[Record extracts — start]
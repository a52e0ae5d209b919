//! Per-CPU scheduler slots
//!
//! Each CPU finds its own scheduler through its logical id, which is
//! parked in `IA32_TSC_AUX` during bring-up and read back with `rdtscp`.
//! The slots are written once per CPU at boot and thereafter only
//! dereferenced from that CPU's interrupt context.

use core::arch::asm;
use core::cell::UnsafeCell;

use super::KernelScheduler;

/// Maximum CPUs supported
pub const MAX_CPUS: usize = 16;

/// CPU id register used to stash the logical id at bring-up
const IA32_TSC_AUX: u32 = 0xC000_0103;

struct SchedulerSlot(UnsafeCell<*mut KernelScheduler>);

// Slots are written once during bring-up of their own CPU
unsafe impl Sync for SchedulerSlot {}

static SCHEDULERS: [SchedulerSlot; MAX_CPUS] = {
    const SLOT: SchedulerSlot = SchedulerSlot(UnsafeCell::new(core::ptr::null_mut()));
    [SLOT; MAX_CPUS]
};

/// Logical id of the executing CPU
pub fn current_cpu_id() -> u32 {
    let aux: u64;
    unsafe {
        asm!(
            "rdtscp",
            out("rcx") aux,
            out("rax") _,
            out("rdx") _,
            options(nomem, nostack, preserves_flags)
        );
    }
    aux as u32
}

/// Stamp the logical CPU id so `current_cpu_id` can find it
///
/// # Safety
/// Must run on the CPU being initialized, before its scheduler is used.
pub unsafe fn set_current_cpu_id(cpu: u32) {
    unsafe { super::wrmsr(IA32_TSC_AUX, cpu as u64) };
}

/// Install this CPU's scheduler
///
/// # Safety
/// `scheduler` must stay valid for the rest of the kernel's life and
/// `cpu` must be this CPU's logical id.
pub unsafe fn install_scheduler(cpu: u32, scheduler: *mut KernelScheduler) {
    unsafe { *SCHEDULERS[cpu as usize].0.get() = scheduler };
}

/// Run `f` against the executing CPU's scheduler
///
/// The scheduler is only ever entered from interrupt context with
/// interrupts disabled, which serializes access on this CPU. The
/// voluntary reschedule interrupt re-enters while an outer caller is
/// parked on the task's kernel stack; that outer frame does not touch
/// the scheduler again until it is resumed, so the accesses never
/// actually overlap.
///
/// # Safety
/// Must only be called from interrupt context after `install_scheduler`
/// ran on this CPU.
pub unsafe fn with_scheduler<R>(f: impl FnOnce(&mut KernelScheduler) -> R) -> R {
    let slot = unsafe { *SCHEDULERS[current_cpu_id() as usize].0.get() };
    debug_assert!(!slot.is_null(), "scheduler not installed on this cpu");
    f(unsafe { &mut *slot })
}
[Record extracts — finish]
About this exercise → Look for the word "usize" throughout the material above and copy every line that has it.

Output →
pub const MAX_CPUS: usize = 16;
    unsafe { *SCHEDULERS[cpu as usize].0.get() = scheduler };
    let slot = unsafe { *SCHEDULERS[current_cpu_id() as usize].0.get() };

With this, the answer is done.